> **Material for this exercise**:

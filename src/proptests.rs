use super::*;

use proptest::prelude::*;
use proptest_derive::Arbitrary;
use std::collections::BTreeMap;

// Small key space so that duplicates, misses and hits all show up often.
#[derive(Clone, Debug, Arbitrary)]
enum Op {
    #[proptest(weight = 5)]
    Insert(#[proptest(strategy = "0u16..64")] u16, u32),
    #[proptest(weight = 3)]
    Extract(#[proptest(strategy = "0u16..64")] u16),
    #[proptest(weight = 3)]
    Peek(#[proptest(strategy = "0u16..64")] u16),
    Minimum,
    Maximum,
}

fn ops_strategy() -> impl Strategy<Value = Vec<Op>> {
    prop::collection::vec(any::<Op>(), 0..=600)
}

fn root_key<V>(t: &SplayTree<u16, V>) -> Option<u16> {
    t.root().map(|(k, _)| *k)
}

proptest! {
    #![proptest_config(ProptestConfig {
        cases: 256,
        max_shrink_iters: 50_000,
        .. ProptestConfig::default()
    })]

    #[test]
    fn prop_tree_equivalence(ops in ops_strategy()) {
        let mut t: SplayTree<u16, u32> = SplayTree::new();
        let mut m: BTreeMap<u16, u32> = BTreeMap::new();

        for op in ops {
            match op {
                Op::Insert(key, value) => {
                    let expected = if m.contains_key(&key) {
                        Err(Error::DuplicateKey)
                    } else {
                        m.insert(key, value);
                        Ok(())
                    };
                    prop_assert_eq!(t.insert(key, value), expected);
                    if expected.is_ok() {
                        prop_assert_eq!(root_key(&t), Some(key));
                    }
                }
                Op::Extract(key) => {
                    let expected = m.remove(&key).ok_or(Error::NonexistentKey);
                    prop_assert_eq!(t.extract(&key), expected);
                }
                Op::Peek(key) => {
                    let expected = m.get(&key).copied().ok_or(Error::NonexistentKey);
                    prop_assert_eq!(t.peek(&key).copied(), expected);
                    if expected.is_ok() {
                        prop_assert_eq!(root_key(&t), Some(key));
                    }
                }
                Op::Minimum => {
                    let expected = m.keys().next().copied().ok_or(Error::EmptyTree);
                    prop_assert_eq!(t.minimum_key(), expected);
                    prop_assert_eq!(root_key(&t), expected.ok());
                }
                Op::Maximum => {
                    let expected = m.keys().next_back().copied().ok_or(Error::EmptyTree);
                    prop_assert_eq!(t.maximum_key(), expected);
                    prop_assert_eq!(root_key(&t), expected.ok());
                }
            }

            prop_assert_eq!(t.len(), m.len());
            t.assert_valid();
        }

        let got: Vec<(u16, u32)> = t.iter().map(|(k, v)| (*k, *v)).collect();
        let expected: Vec<(u16, u32)> = m.into_iter().collect();
        prop_assert_eq!(got, expected);
    }

    #[test]
    fn prop_map_equivalence(bucket_count in 1usize..9, ops in ops_strategy()) {
        let mut map: AdaptiveHashMap<u16, u32> = AdaptiveHashMap::with_buckets(bucket_count);
        let mut m: BTreeMap<u16, u32> = BTreeMap::new();

        for op in ops {
            match op {
                Op::Insert(key, value) => {
                    let expected = if m.contains_key(&key) {
                        Err(Error::DuplicateKey)
                    } else {
                        m.insert(key, value);
                        Ok(())
                    };
                    prop_assert_eq!(map.insert(key, value), expected);
                }
                Op::Extract(key) => {
                    let expected = m.remove(&key).ok_or(Error::NonexistentKey);
                    prop_assert_eq!(map.extract(&key), expected);
                }
                Op::Peek(key) => {
                    let expected = m.get(&key).copied().ok_or(Error::NonexistentKey);
                    prop_assert_eq!(map.peek(&key).copied(), expected);
                    if expected.is_ok() {
                        let bucket = map.bucket(map.hash_code(&key));
                        prop_assert_eq!(root_key(bucket), Some(key));
                    }
                }
                // The map has no min/max; treat these as no-ops.
                Op::Minimum | Op::Maximum => {}
            }
            prop_assert_eq!(map.len(), m.len());
        }

        map.assert_valid();
        let mut got: Vec<(u16, u32)> = map.iter().map(|(k, v)| (*k, *v)).collect();
        got.sort_unstable();
        let expected: Vec<(u16, u32)> = m.into_iter().collect();
        prop_assert_eq!(got, expected);
    }

    #[test]
    fn prop_extract_everything(keys in prop::collection::btree_set(any::<u16>(), 0..200), seed in any::<u64>()) {
        use rand::rngs::StdRng;
        use rand::seq::SliceRandom;
        use rand::SeedableRng;

        let mut t = SplayTree::new();
        for &k in &keys {
            t.insert(k, u32::from(k)).unwrap();
        }

        let mut order: Vec<u16> = keys.iter().copied().collect();
        order.shuffle(&mut StdRng::seed_from_u64(seed));
        for k in order {
            prop_assert_eq!(t.extract(&k), Ok(u32::from(k)));
            t.assert_valid();
        }
        prop_assert!(t.is_empty());
        prop_assert_eq!(t.root(), None);
    }
}

fn for_each_permutation<T: Clone>(items: &[T], mut f: impl FnMut(Vec<T>)) {
    fn rec<T: Clone>(items: &[T], used: &mut [bool], out: &mut Vec<T>, f: &mut impl FnMut(Vec<T>)) {
        if out.len() == items.len() {
            f(out.clone());
            return;
        }
        for i in 0..items.len() {
            if used[i] {
                continue;
            }
            used[i] = true;
            out.push(items[i].clone());
            rec(items, used, out, f);
            out.pop();
            used[i] = false;
        }
    }

    let mut used = vec![false; items.len()];
    let mut out = Vec::with_capacity(items.len());
    rec(items, &mut used, &mut out, &mut f);
}

#[test]
fn exhaustive_insert_order_small_set() {
    let keys: Vec<u16> = vec![10, 20, 30, 40, 50, 60];

    for_each_permutation(&keys, |perm| {
        let mut t: SplayTree<u16, u16> = SplayTree::new();
        for k in perm {
            t.insert(k, k + 1).unwrap();
            assert_eq!(root_key(&t), Some(k));
            t.assert_valid();
        }
        let got: Vec<u16> = t.keys().copied().collect();
        assert_eq!(got, keys);
        for &k in &keys {
            assert_eq!(t.peek(&k), Ok(&(k + 1)));
            assert_eq!(root_key(&t), Some(k));
        }
    });
}

#[test]
fn exhaustive_extract_order_small_set() {
    let keys: Vec<u16> = vec![10, 20, 30, 40, 50, 60];

    // Insert in a fixed order, then extract in all permutations.
    let mut base: SplayTree<u16, u16> = SplayTree::new();
    for &k in &keys {
        base.insert(k, k + 1).unwrap();
    }

    for_each_permutation(&keys, |perm| {
        let mut t = base.clone();
        let mut m: BTreeMap<u16, u16> = keys.iter().map(|&k| (k, k + 1)).collect();

        for k in perm {
            assert_eq!(t.extract(&k).ok(), m.remove(&k));
            assert_eq!(t.len(), m.len());
            t.assert_valid();
            let got: Vec<u16> = t.keys().copied().collect();
            let expected: Vec<u16> = m.keys().copied().collect();
            assert_eq!(got, expected);
        }
        assert!(t.is_empty());
    });
}
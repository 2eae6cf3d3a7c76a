use devstart::error::{Error, NameError};
use devstart::validation::{derive_package_name, validate_name, validate_python_version};

fn rejection_reason(name: &str) -> NameError {
    match validate_name(name) {
        Err(Error::InvalidName { reason, .. }) => reason,
        other => panic!("expected InvalidName for '{}', got {:?}", name, other),
    }
}

#[test]
fn test_accepts_valid_identifiers() {
    for name in ["myproject", "my_project", "_private", "snake_case_2", "CamelCase"] {
        assert_eq!(validate_name(name).unwrap(), name);
    }
}

#[test]
fn test_rejects_empty_and_whitespace() {
    assert_eq!(rejection_reason(""), NameError::Empty);
    assert_eq!(rejection_reason("   "), NameError::Empty);
    assert_eq!(rejection_reason("\t\n"), NameError::Empty);
}

#[test]
fn test_rejects_invalid_identifier_syntax() {
    for name in ["my-project", "my project", "9project", "a.b", "src/evil", "pkg\\evil", "héllo", "日本語"] {
        assert_eq!(rejection_reason(name), NameError::InvalidIdentifier, "name: {:?}", name);
    }
}

#[test]
fn test_rejects_python_keywords() {
    for name in ["class", "import", "return", "async", "True", "None", "lambda"] {
        assert_eq!(rejection_reason(name), NameError::Keyword, "name: {:?}", name);
    }
}

#[test]
fn test_rejects_dunder_names() {
    for name in ["__main__", "__init__", "__my_project__"] {
        assert_eq!(rejection_reason(name), NameError::Dunder, "name: {:?}", name);
    }
}

#[test]
fn test_rejects_stdlib_and_reserved_names() {
    for name in ["json", "os", "sys", "logging", "tomllib", "test", "tests", "setup", "site"] {
        assert_eq!(rejection_reason(name), NameError::ReservedModule, "name: {:?}", name);
    }
}

#[test]
fn test_single_underscore_is_valid() {
    // starts and ends with an underscore but is not dunder-shaped
    assert!(validate_name("_").is_ok());
}

#[test]
fn test_derive_package_name_sanitizes() {
    assert_eq!(derive_package_name("my-app", "fallback"), "my_app");
    assert_eq!(derive_package_name("My App 2", "fallback"), "My_App_2");
    assert_eq!(derive_package_name("plain", "fallback"), "plain");
}

#[test]
fn test_derive_package_name_corrects_leading_digit() {
    assert_eq!(derive_package_name("3demo", "fallback"), "_3demo");
    assert_eq!(derive_package_name("9project", "fallback"), "_9project");
}

#[test]
fn test_derive_package_name_falls_back_when_empty() {
    assert_eq!(derive_package_name("", "fallback"), "fallback");
}

#[test]
fn test_python_version_format() {
    assert!(validate_python_version("3.14").is_ok());
    assert!(validate_python_version("3.9").is_ok());
    assert!(validate_python_version("10.0").is_ok());

    for version in ["3", "3.x", "3.14.1", "py3.14", "", "3."] {
        assert!(
            matches!(
                validate_python_version(version),
                Err(Error::InvalidPythonVersion { .. })
            ),
            "version: {:?}",
            version
        );
    }
}
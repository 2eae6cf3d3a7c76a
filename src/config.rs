//! Project configuration handling.
//! Merges explicit CLI flag values, interactive prompt answers, and the
//! defaults table into one immutable [`ProjectConfig`], applying per-field
//! precedence: flag, then prompt (interactive mode only), then default.

use crate::defaults::Defaults;
use crate::error::Result;
use crate::prompt::Prompter;
use crate::validation::{derive_package_name, validate_name, validate_python_version};
use log::debug;
use std::path::{Path, PathBuf};

/// The resolved project configuration.
///
/// Constructed once per invocation by [`resolve_config`] and never mutated
/// afterwards. `description` and `author` are already TOML-escaped.
#[derive(Debug, Clone, PartialEq)]
pub struct ProjectConfig {
    pub name: String,
    pub description: String,
    pub author: String,
    pub python_version: String,
    pub include_ci: bool,
    pub include_devcontainer: bool,
    pub include_precommit: bool,
    pub include_docker: bool,
    pub include_diagrams: bool,
    /// Directory the project tree is created in
    pub target_path: PathBuf,
    /// True when scaffolding into the current directory (`new .`)
    pub use_cwd: bool,
}

/// Explicit values supplied on the command line; `None` means unset.
#[derive(Debug, Clone, Default)]
pub struct ConfigOverrides {
    pub name: Option<String>,
    pub description: Option<String>,
    pub author: Option<String>,
    pub python: Option<String>,
    pub ci: Option<bool>,
    pub devcontainer: Option<bool>,
    pub precommit: Option<bool>,
    pub docker: Option<bool>,
    pub diagrams: Option<bool>,
    pub non_interactive: bool,
}

/// Escapes backslashes and double quotes for TOML basic strings.
///
/// Applied exactly once, at resolution time; the escaped value can be
/// embedded between double quotes in the generated manifest without
/// breaking its grammar.
pub fn escape_toml_string(value: &str) -> String {
    value.replace('\\', "\\\\").replace('"', "\\\"")
}

fn resolve_text(
    value: Option<String>,
    label: &str,
    default: &str,
    interactive: bool,
    prompter: &dyn Prompter,
) -> Result<String> {
    match value {
        Some(v) => Ok(v),
        None if interactive => prompter.ask_text(label, default),
        None => Ok(default.to_string()),
    }
}

fn resolve_flag(
    value: Option<bool>,
    label: &str,
    default: bool,
    interactive: bool,
    prompter: &dyn Prompter,
) -> Result<bool> {
    match value {
        Some(v) => Ok(v),
        None if interactive => prompter.ask_confirm(label, default),
        None => Ok(default),
    }
}

/// Resolves the complete project configuration from CLI overrides, the
/// prompter, and the defaults table.
///
/// Each field is resolved independently: an explicit flag always wins, a
/// prompt is issued only in interactive mode for fields still unset, and the
/// default applies otherwise. A name of `.` switches to current-directory
/// mode: the package name is derived from `current_dir`'s basename (with a
/// leading digit corrected to an identifier-safe form) and the tree is
/// created in place.
///
/// # Errors
/// * `Error::InvalidName` if the final name fails validation; this is fatal
///   and never falls back to a default
/// * `Error::InvalidPythonVersion` for a version not in X.Y form
/// * `Error::PromptError` if an interactive prompt fails
pub fn resolve_config(
    overrides: ConfigOverrides,
    prompter: &dyn Prompter,
    defaults: &Defaults,
    current_dir: &Path,
) -> Result<ProjectConfig> {
    let interactive = !overrides.non_interactive;
    let use_cwd = overrides.name.as_deref() == Some(".");

    let name = if use_cwd {
        let basename = current_dir
            .file_name()
            .and_then(|n| n.to_str())
            .unwrap_or_default();
        derive_package_name(basename, defaults.project_name)
    } else {
        resolve_text(
            overrides.name,
            "Project name",
            defaults.project_name,
            interactive,
            prompter,
        )?
    };
    let name = validate_name(&name)?;

    let description = resolve_text(
        overrides.description,
        "Project description",
        defaults.description,
        interactive,
        prompter,
    )?;
    let author = resolve_text(
        overrides.author,
        "Author name",
        defaults.author,
        interactive,
        prompter,
    )?;
    let python_version = resolve_text(
        overrides.python,
        "Python version",
        defaults.python_version,
        interactive,
        prompter,
    )?;
    validate_python_version(&python_version)?;

    let include_ci = resolve_flag(
        overrides.ci,
        "Include GitHub Actions CI?",
        defaults.include_ci,
        interactive,
        prompter,
    )?;
    let include_devcontainer = resolve_flag(
        overrides.devcontainer,
        "Include devcontainer setup?",
        defaults.include_devcontainer,
        interactive,
        prompter,
    )?;
    let include_precommit = resolve_flag(
        overrides.precommit,
        "Include pre-commit hooks?",
        defaults.include_precommit,
        interactive,
        prompter,
    )?;
    let include_docker = resolve_flag(
        overrides.docker,
        "Include Docker setup?",
        defaults.include_docker,
        interactive,
        prompter,
    )?;
    let include_diagrams = resolve_flag(
        overrides.diagrams,
        "Include PlantUML diagram templates?",
        defaults.include_diagrams,
        interactive,
        prompter,
    )?;

    let target_path =
        if use_cwd { current_dir.to_path_buf() } else { current_dir.join(&name) };

    debug!("resolved configuration for project '{}'", name);

    Ok(ProjectConfig {
        name,
        description: escape_toml_string(&description),
        author: escape_toml_string(&author),
        python_version,
        include_ci,
        include_devcontainer,
        include_precommit,
        include_docker,
        include_diagrams,
        target_path,
        use_cwd,
    })
}
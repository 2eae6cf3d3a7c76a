//! Template rendering for devstart.
//! The template payloads are compiled into the binary and rendered with
//! MiniJinja behind the [`TemplateRenderer`] trait, so planning and
//! materialization can be tested with a fake engine.

use crate::error::{Error, Result};
use minijinja::Environment;

/// Embedded template sources, keyed by template identifier.
const TEMPLATES: &[(&str, &str)] = &[
    ("base/init.py.j2", include_str!("../templates/base/init.py.j2")),
    ("base/__main__.py.j2", include_str!("../templates/base/__main__.py.j2")),
    ("base/main.py.j2", include_str!("../templates/base/main.py.j2")),
    ("base/conftest.py.j2", include_str!("../templates/base/conftest.py.j2")),
    ("base/test_main.py.j2", include_str!("../templates/base/test_main.py.j2")),
    ("base/pyproject.toml.j2", include_str!("../templates/base/pyproject.toml.j2")),
    ("base/README.md.j2", include_str!("../templates/base/README.md.j2")),
    ("base/gitignore.j2", include_str!("../templates/base/gitignore.j2")),
    ("base/Makefile.j2", include_str!("../templates/base/Makefile.j2")),
    ("base/env.j2", include_str!("../templates/base/env.j2")),
    (
        "base/vscode_launch.json.j2",
        include_str!("../templates/base/vscode_launch.json.j2"),
    ),
    (
        "base/vscode_settings.json.j2",
        include_str!("../templates/base/vscode_settings.json.j2"),
    ),
    ("ci/ci.yml.j2", include_str!("../templates/ci/ci.yml.j2")),
    (
        "devcontainer/devcontainer.json.j2",
        include_str!("../templates/devcontainer/devcontainer.json.j2"),
    ),
    (
        "precommit/pre-commit-config.yaml.j2",
        include_str!("../templates/precommit/pre-commit-config.yaml.j2"),
    ),
    ("docker/Dockerfile.j2", include_str!("../templates/docker/Dockerfile.j2")),
    (
        "docker/docker-compose.yml.j2",
        include_str!("../templates/docker/docker-compose.yml.j2"),
    ),
    ("docker/dockerignore.j2", include_str!("../templates/docker/dockerignore.j2")),
    (
        "diagrams/class_diagram.puml.j2",
        include_str!("../templates/diagrams/class_diagram.puml.j2"),
    ),
];

fn builtin_template(template_id: &str) -> Option<&'static str> {
    TEMPLATES.iter().find(|(id, _)| *id == template_id).map(|(_, source)| *source)
}

/// Trait for template rendering engines.
pub trait TemplateRenderer {
    /// Renders the template registered under `template_id` with the given
    /// context.
    ///
    /// # Arguments
    /// * `template_id` - Identifier of an embedded template
    /// * `context` - Context variables for rendering
    ///
    /// # Returns
    /// * `Result<String>` - Rendered template string
    fn render(&self, template_id: &str, context: &serde_json::Value) -> Result<String>;
}

/// MiniJinja-based template rendering engine over the embedded payloads.
pub struct MiniJinjaRenderer {
    /// MiniJinja environment instance
    env: Environment<'static>,
}

impl MiniJinjaRenderer {
    /// Creates a new MiniJinjaRenderer with a default environment.
    pub fn new() -> Self {
        let env = Environment::new();
        Self { env }
    }
}

impl Default for MiniJinjaRenderer {
    fn default() -> Self {
        MiniJinjaRenderer::new()
    }
}

impl TemplateRenderer for MiniJinjaRenderer {
    /// Renders an embedded template using MiniJinja.
    ///
    /// # Errors
    /// * `Error::UnknownTemplate` if no payload is registered under the id
    /// * `Error::RenderError` if template compilation or rendering fails
    fn render(&self, template_id: &str, context: &serde_json::Value) -> Result<String> {
        let source = builtin_template(template_id).ok_or_else(|| {
            Error::UnknownTemplate { template: template_id.to_string() }
        })?;

        let render_err = |source| Error::RenderError {
            template: template_id.to_string(),
            source,
        };

        let mut env = self.env.clone();
        env.add_template(template_id, source).map_err(render_err)?;

        let tmpl = env.get_template(template_id).map_err(render_err)?;

        tmpl.render(context).map_err(render_err)
    }
}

> **Work task**:
Among the lines above, find the one with "created in place." and the one with "let name = if". Quote both and everything between them, exactly.

> **Task answer**:
/// created in place.
///
/// # Errors
/// * `Error::InvalidName` if the final name fails validation; this is fatal
///   and never falls back to a default
/// * `Error::InvalidPythonVersion` for a version not in X.Y form
/// * `Error::PromptError` if an interactive prompt fails
pub fn resolve_config(
    overrides: ConfigOverrides,
    prompter: &dyn Prompter,
    defaults: &Defaults,
    current_dir: &Path,
) -> Result<ProjectConfig> {
    let interactive = !overrides.non_interactive;
    let use_cwd = overrides.name.as_deref() == Some(".");

    let name = if use_cwd {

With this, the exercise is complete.